Bewundernd drehte Nele den Federhalter im Licht. »Ist der Griff etwa aus Bernstein?«

»Ja. Ich habe ihn einmal geschenkt bekommen.«

»Von Joram?«

»Nein. Von meinem Mann. Da ist auch noch eine Schachtel mit Federn verschiedener Stärken.«

»Das kann ich doch nicht annehmen!«

»Doch, Nele. Das ist ein Geschenk dafür, dass du den Baum gefunden hast. Und dass ich heute zum ersten Mal nach so langer Zeit wenigstens einen Ton der Harfe hören konnte. Du ahnst nicht, wie viel mir das bedeutet!« Ihre Augen glänzten.

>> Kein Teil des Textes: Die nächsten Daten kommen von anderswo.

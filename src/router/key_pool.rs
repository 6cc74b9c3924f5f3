//! API Key Pool Management
//!
//! Holds the ordered credentials for one provider and hands them out in
//! round-robin order. The pool itself is immutable after construction; only
//! the rotation cursor and the per-key draw counters move.

use crate::router::ProviderId;
use std::fmt;
use std::sync::atomic::{AtomicU64, AtomicUsize, Ordering};

/// A single API key with usage tracking
pub struct ApiKey {
    /// The actual API key value
    value: String,

    /// Number of times this key has been drawn
    draw_count: AtomicU64,
}

impl ApiKey {
    /// Create a new API key
    pub fn new(value: String) -> Self {
        Self {
            value,
            draw_count: AtomicU64::new(0),
        }
    }

    /// Get the key value
    pub fn value(&self) -> &str {
        &self.value
    }

    /// Record a draw of this key
    fn record_draw(&self) {
        self.draw_count.fetch_add(1, Ordering::Relaxed);
    }

    /// Get the draw count
    pub fn draw_count(&self) -> u64 {
        self.draw_count.load(Ordering::Relaxed)
    }
}

impl fmt::Debug for ApiKey {
    fn fmt(&self, f: &mut fmt::Formatter<'_>) -> fmt::Result {
        f.debug_struct("ApiKey")
            .field("value", &redact(&self.value))
            .field("draw_count", &self.draw_count())
            .finish()
    }
}

/// Mask all but the first four characters of a credential
pub fn redact(value: &str) -> String {
    let visible: String = value.chars().take(4).collect();
    if value.chars().count() <= 4 {
        "****".to_string()
    } else {
        format!("{}****", visible)
    }
}

/// One round-robin step: returns the index to use now and the cursor after it,
/// or `None` for an empty pool.
pub fn rotate(cursor: usize, len: usize) -> Option<(usize, usize)> {
    if len == 0 {
        return None;
    }
    let index = cursor % len;
    Some((index, (index + 1) % len))
}

/// Pool of API keys with round-robin rotation
#[derive(Debug)]
pub struct KeyPool {
    /// Provider this pool belongs to
    provider: ProviderId,

    /// Keys in draw order
    keys: Vec<ApiKey>,

    /// Index of the next key to hand out, always `< keys.len()` when non-empty
    cursor: AtomicUsize,
}

impl KeyPool {
    /// Create a new key pool
    pub fn new(provider: ProviderId, keys: Vec<String>) -> Self {
        Self {
            provider,
            keys: keys.into_iter().map(ApiKey::new).collect(),
            cursor: AtomicUsize::new(0),
        }
    }

    /// Create an empty pool
    pub fn empty(provider: ProviderId) -> Self {
        Self::new(provider, Vec::new())
    }

    /// Get the provider
    pub fn provider(&self) -> ProviderId {
        self.provider
    }

    /// Check if the pool is empty
    pub fn is_empty(&self) -> bool {
        self.keys.is_empty()
    }

    /// Get the number of keys in the pool
    pub fn len(&self) -> usize {
        self.keys.len()
    }

    /// Current cursor position (the index the next draw will return)
    pub fn cursor(&self) -> usize {
        self.cursor.load(Ordering::Acquire)
    }

    /// Draw the key at the cursor and advance the cursor.
    ///
    /// The read-and-advance is a single atomic step: concurrent callers may
    /// see overlapping keys across calls, but the cursor never skips or
    /// double-advances.
    pub fn next_key(&self) -> Option<&ApiKey> {
        let len = self.keys.len();
        let previous = self
            .cursor
            .fetch_update(Ordering::AcqRel, Ordering::Acquire, |c| {
                rotate(c, len).map(|(_, next)| next)
            })
            .ok()?;
        let (index, _) = rotate(previous, len)?;

        let key = &self.keys[index];
        key.record_draw();
        tracing::debug!(provider = %self.provider, index, pool_size = len, "drew API key");
        Some(key)
    }

    /// Iterate over the keys in draw order
    pub fn keys(&self) -> impl Iterator<Item = &ApiKey> {
        self.keys.iter()
    }

    /// Get statistics about the pool
    pub fn stats(&self) -> KeyPoolStats {
        KeyPoolStats {
            provider: self.provider,
            total_keys: self.keys.len(),
            cursor: if self.keys.is_empty() {
                None
            } else {
                Some(self.cursor())
            },
            total_draws: self.keys.iter().map(|k| k.draw_count()).sum(),
        }
    }
}

/// Statistics about a key pool
#[derive(Debug, Clone, PartialEq, Eq)]
pub struct KeyPoolStats {
    pub provider: ProviderId,
    pub total_keys: usize,
    pub cursor: Option<usize>,
    pub total_draws: u64,
}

Nele musste schlucken. »Dann vielen Dank. Ich werde ihn in Ehren halten.«

»Mach einfach schöne Dinge damit. Das wahre Geschenk ist, dass du den Kopf so voller Ideen hast. Wie dein Großvater. Mach was draus. Und jetzt raus mit euch!«

Der Lichtkegel von Timons Taschenlampe wanderte durch den Garten und ließ die Tautropfen im Gras glitzern. »Hoffentlich wirkt das Mückenspray noch«, sagte er. »Da hinten ist der Kompost. Vorsicht, Brennnesseln.«

Es dauerte eine Weile, bis das Licht zwischen Farnen, verblühten Goldruten und Disteln auf die Pilze traf. Bei Nacht sahen sie noch gruseliger aus. Die Stiele leuchteten schneeweiß auf, doch von den in Auflösung begriffenen Schirmen hingen pechschwarze glänzende Tropfen. Spinnweben waren dazwischen drapiert, als hätte ein Regisseur sein Bestes gegeben, um sie unheimlich wirken zu lassen.

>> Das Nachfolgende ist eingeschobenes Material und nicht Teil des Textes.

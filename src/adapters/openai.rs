//! Chat Completions Adapter
//!
//! Handles the OpenAI `/chat/completions` wire format, which Perplexity also
//! speaks.

use crate::adapters::{decode, non_empty, GenerationParams, ProviderAdapter};
use crate::client::{headers_from, HttpClient};
use crate::error::Result;
use crate::router::ProviderId;
use futures::future::BoxFuture;
use futures::FutureExt;
use serde::{Deserialize, Serialize};

/// A message in a chat conversation
#[derive(Debug, Clone, Serialize, Deserialize)]
pub struct ChatMessage {
    /// Role: "system", "user" or "assistant"
    pub role: String,

    /// Message text
    pub content: String,
}

/// Chat completion request
#[derive(Debug, Clone, Serialize)]
pub struct ChatRequest {
    pub model: String,
    pub messages: Vec<ChatMessage>,
    pub max_tokens: u32,
    pub temperature: f32,
}

impl ChatRequest {
    /// Build a request with an optional system message ahead of the prompt
    pub fn new(params: &GenerationParams, prompt: &str, system: Option<&str>) -> Self {
        let mut messages = Vec::with_capacity(2);
        if let Some(system) = system {
            messages.push(ChatMessage {
                role: "system".to_string(),
                content: system.to_string(),
            });
        }
        messages.push(ChatMessage {
            role: "user".to_string(),
            content: prompt.to_string(),
        });

        Self {
            model: params.model.clone(),
            messages,
            max_tokens: params.max_tokens,
            temperature: params.temperature,
        }
    }
}

/// Message content - a plain string or an array of typed parts
#[derive(Debug, Clone, Deserialize)]
#[serde(untagged)]
pub enum MessageContent {
    Text(String),
    Parts(Vec<ContentPart>),
}

/// A content part in a response message
#[derive(Debug, Clone, Deserialize)]
pub struct ContentPart {
    #[serde(rename = "type", default)]
    pub kind: String,

    #[serde(default)]
    pub text: Option<String>,
}

impl MessageContent {
    /// Convert to string (concatenating text parts if needed)
    pub fn to_string_content(&self) -> String {
        match self {
            MessageContent::Text(s) => s.clone(),
            MessageContent::Parts(parts) => parts
                .iter()
                .filter(|p| p.kind == "text")
                .filter_map(|p| p.text.as_deref())
                .collect::<Vec<_>>()
                .join(""),
        }
    }
}

/// Chat completion response (only the fields we read)
#[derive(Debug, Clone, Deserialize)]
pub struct ChatResponse {
    #[serde(default)]
    pub choices: Vec<Choice>,
}

#[derive(Debug, Clone, Deserialize)]
pub struct Choice {
    pub message: ResponseMessage,
}

#[derive(Debug, Clone, Deserialize)]
pub struct ResponseMessage {
    #[serde(default)]
    pub content: Option<MessageContent>,
}

impl ChatResponse {
    /// Get the first message content
    pub fn content(&self) -> Option<String> {
        self.choices
            .first()
            .and_then(|c| c.message.content.as_ref())
            .map(MessageContent::to_string_content)
    }
}

/// Adapter for any bearer-authenticated chat completions endpoint
#[derive(Debug, Clone)]
pub struct ChatCompletionsAdapter {
    provider: ProviderId,
    http: HttpClient,
    url: String,
    params: GenerationParams,
}

impl ChatCompletionsAdapter {
    /// Adapter posting to `{base_url}{path}`
    pub fn new(provider: ProviderId, http: HttpClient, params: GenerationParams, path: &str) -> Self {
        Self {
            provider,
            url: format!("{}{}", params.base_url, path),
            http,
            params,
        }
    }

    /// OpenAI's `/v1/chat/completions`
    pub fn openai(http: HttpClient, params: GenerationParams) -> Self {
        Self::new(ProviderId::OpenAi, http, params, "/v1/chat/completions")
    }

    /// Endpoint this adapter posts to
    pub fn url(&self) -> &str {
        &self.url
    }

    async fn send(&self, key: &str, prompt: &str, system: Option<&str>) -> Result<String> {
        let request = ChatRequest::new(&self.params, prompt, system);
        let bearer = format!("Bearer {}", key);
        let headers = headers_from(self.provider, &[("authorization", bearer.as_str())])?;

        tracing::debug!(provider = %self.provider, model = %self.params.model, "sending chat completion");
        let value = self
            .http
            .post_json(self.provider, &self.url, headers, &request)
            .await?;

        let response: ChatResponse = decode(self.provider, value)?;
        non_empty(self.provider, response.content(), "choices[0].message.content")
    }
}

impl ProviderAdapter for ChatCompletionsAdapter {
    fn provider(&self) -> ProviderId {
        self.provider
    }

    fn complete<'a>(
        &'a self,
        key: &'a str,
        prompt: &'a str,
        system: Option<&'a str>,
    ) -> BoxFuture<'a, Result<String>> {
        self.send(key, prompt, system).boxed()
    }
}
//! Client Module
//!
//! HTTP transport shared by the provider adapters.

pub mod http;

pub use http::{headers_from, HttpClient};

»Ich habe hier zwei leere Marmeladengläser. Halt mal, dann schneide ich die Pilze direkt rein. Sonst gibt das eine riesige Schweinerei.« Timon drückte ihr die Gläser in die Hand und zückte ein Messer.

»Da ist noch was, was ich dich fragen muss«, sagte Nele, während er die tropfenden Schirme in die Öffnungen bugsierte. Sie erzählte ihm von Franzis Bitte um das Motiv an ihrer Wand im Bistro. »Hast du Lust, mir dabei zu helfen?«, erkundigte sich Nele vorsichtig. »Das würde mich sehr freuen. Wenn wir mit der Harfe fertig sind natürlich«, fügte sie hastig hinzu.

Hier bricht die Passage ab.